Task brief: Copy every line below exactly.
○ ○ ○ ○ ○ ○ ○
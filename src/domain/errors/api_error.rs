//! Marketplace API error types.

use thiserror::Error;

/// Failure of a call against the marketplace API or its token store.
#[derive(Debug, Error)]
#[allow(missing_docs)]
pub enum ApiError {
    #[error("token rejected by API: {message}")]
    Unauthorized { message: String },

    #[error("request rejected ({status}): {message}")]
    Rejected { status: u16, message: String },

    #[error("network error: {message}")]
    NetworkError { message: String },

    #[error("failed to decode API response: {message}")]
    Decode { message: String },

    #[error("secure storage error: {0}")]
    Secret(#[from] super::SecretError),

    #[error("unexpected API error: {message}")]
    Unexpected { message: String },
}

impl ApiError {
    /// Creates unauthorized error.
    #[must_use]
    pub fn unauthorized(message: impl Into<String>) -> Self {
        Self::Unauthorized {
            message: message.into(),
        }
    }

    /// Creates rejection carrying the server-provided message.
    #[must_use]
    pub fn rejected(status: u16, message: impl Into<String>) -> Self {
        Self::Rejected {
            status,
            message: message.into(),
        }
    }

    /// Creates network error.
    #[must_use]
    pub fn network(message: impl Into<String>) -> Self {
        Self::NetworkError {
            message: message.into(),
        }
    }

    /// Creates decode error.
    #[must_use]
    pub fn decode(message: impl Into<String>) -> Self {
        Self::Decode {
            message: message.into(),
        }
    }

    /// Creates unexpected error.
    #[must_use]
    pub fn unexpected(message: impl Into<String>) -> Self {
        Self::Unexpected {
            message: message.into(),
        }
    }

    /// Message the server attached to a rejection, if any.
    #[must_use]
    pub fn server_message(&self) -> Option<&str> {
        match self {
            Self::Rejected { message, .. } | Self::Unauthorized { message }
                if !message.is_empty() =>
            {
                Some(message)
            }
            _ => None,
        }
    }

    /// Returns whether error means the credentials are not valid.
    #[must_use]
    pub const fn is_auth_failure(&self) -> bool {
        matches!(self, Self::Unauthorized { .. })
    }

    /// Returns whether error is network related.
    #[must_use]
    pub const fn is_network_error(&self) -> bool {
        matches!(self, Self::NetworkError { .. })
    }
}

#[cfg(test)]
mod tests {
    use super::*;

    #[test]
    fn test_server_message_from_rejection() {
        let err = ApiError::rejected(400, "Invalid credentials");
        assert_eq!(err.server_message(), Some("Invalid credentials"));
        assert_eq!(
            err.to_string(),
            "request rejected (400): Invalid credentials"
        );
    }

    #[test]
    fn test_no_server_message_for_transport_errors() {
        assert_eq!(ApiError::network("connection refused").server_message(), None);
        assert_eq!(ApiError::rejected(500, "").server_message(), None);
    }

    #[test]
    fn test_classification() {
        assert!(ApiError::unauthorized("expired").is_auth_failure());
        assert!(!ApiError::decode("bad json").is_auth_failure());
        assert!(!ApiError::network("timeout").is_auth_failure());
        assert!(ApiError::network("timeout").is_network_error());
    }

    #[test]
    fn test_secret_error_converts() {
        let err: ApiError = super::super::SecretError::NotAvailable("no dbus".into()).into();
        assert!(matches!(err, ApiError::Secret(_)));
    }
}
○ ○ ○ ○ ○ ○ ○
Written solution:
filename src/domain/errors/api_error.rs
//! Marketplace API error types.

use thiserror::Error;

/// Failure of a call against the marketplace API or its token store.
#[derive(Debug, Error)]
#[allow(missing_docs)]
pub enum ApiError {
    #[error("token rejected by API: {message}")]
    Unauthorized { message: String },

    #[error("request rejected ({status}): {message}")]
    Rejected { status: u16, message: String },

    #[error("network error: {message}")]
    NetworkError { message: String },

    #[error("failed to decode API response: {message}")]
    Decode { message: String },

    #[error("secure storage error: {0}")]
    Secret(#[from] super::SecretError),

    #[error("unexpected API error: {message}")]
    Unexpected { message: String },
}

impl ApiError {
    /// Creates unauthorized error.
    #[must_use]
    pub fn unauthorized(message: impl Into<String>) -> Self {
        Self::Unauthorized {
            message: message.into(),
        }
    }

    /// Creates rejection carrying the server-provided message.
    #[must_use]
    pub fn rejected(status: u16, message: impl Into<String>) -> Self {
        Self::Rejected {
            status,
            message: message.into(),
        }
    }

    /// Creates network error.
    #[must_use]
    pub fn network(message: impl Into<String>) -> Self {
        Self::NetworkError {
            message: message.into(),
        }
    }

    /// Creates decode error.
    #[must_use]
    pub fn decode(message: impl Into<String>) -> Self {
        Self::Decode {
            message: message.into(),
        }
    }

    /// Creates unexpected error.
    #[must_use]
    pub fn unexpected(message: impl Into<String>) -> Self {
        Self::Unexpected {
            message: message.into(),
        }
    }

    /// Message the server attached to a rejection, if any.
    #[must_use]
    pub fn server_message(&self) -> Option<&str> {
        match self {
            Self::Rejected { message, .. } | Self::Unauthorized { message }
                if !message.is_empty() =>
            {
                Some(message)
            }
            _ => None,
        }
    }

    /// Returns whether error means the credentials are not valid.
    #[must_use]
    pub const fn is_auth_failure(&self) -> bool {
        matches!(self, Self::Unauthorized { .. })
    }

    /// Returns whether error is network related.
    #[must_use]
    pub const fn is_network_error(&self) -> bool {
        matches!(self, Self::NetworkError { .. })
    }
}

#[cfg(test)]
mod tests {
    use super::*;

    #[test]
    fn test_server_message_from_rejection() {
        let err = ApiError::rejected(400, "Invalid credentials");
        assert_eq!(err.server_message(), Some("Invalid credentials"));
        assert_eq!(
            err.to_string(),
            "request rejected (400): Invalid credentials"
        );
    }

    #[test]
    fn test_no_server_message_for_transport_errors() {
        assert_eq!(ApiError::network("connection refused").server_message(), None);
        assert_eq!(ApiError::rejected(500, "").server_message(), None);
    }

    #[test]
    fn test_classification() {
        assert!(ApiError::unauthorized("expired").is_auth_failure());
        assert!(!ApiError::decode("bad json").is_auth_failure());
        assert!(!ApiError::network("timeout").is_auth_failure());
        assert!(ApiError::network("timeout").is_network_error());
    }

    #[test]
    fn test_secret_error_converts() {
        let err: ApiError = super::super::SecretError::NotAvailable("no dbus".into()).into();
        assert!(matches!(err, ApiError::Secret(_)));
    }
}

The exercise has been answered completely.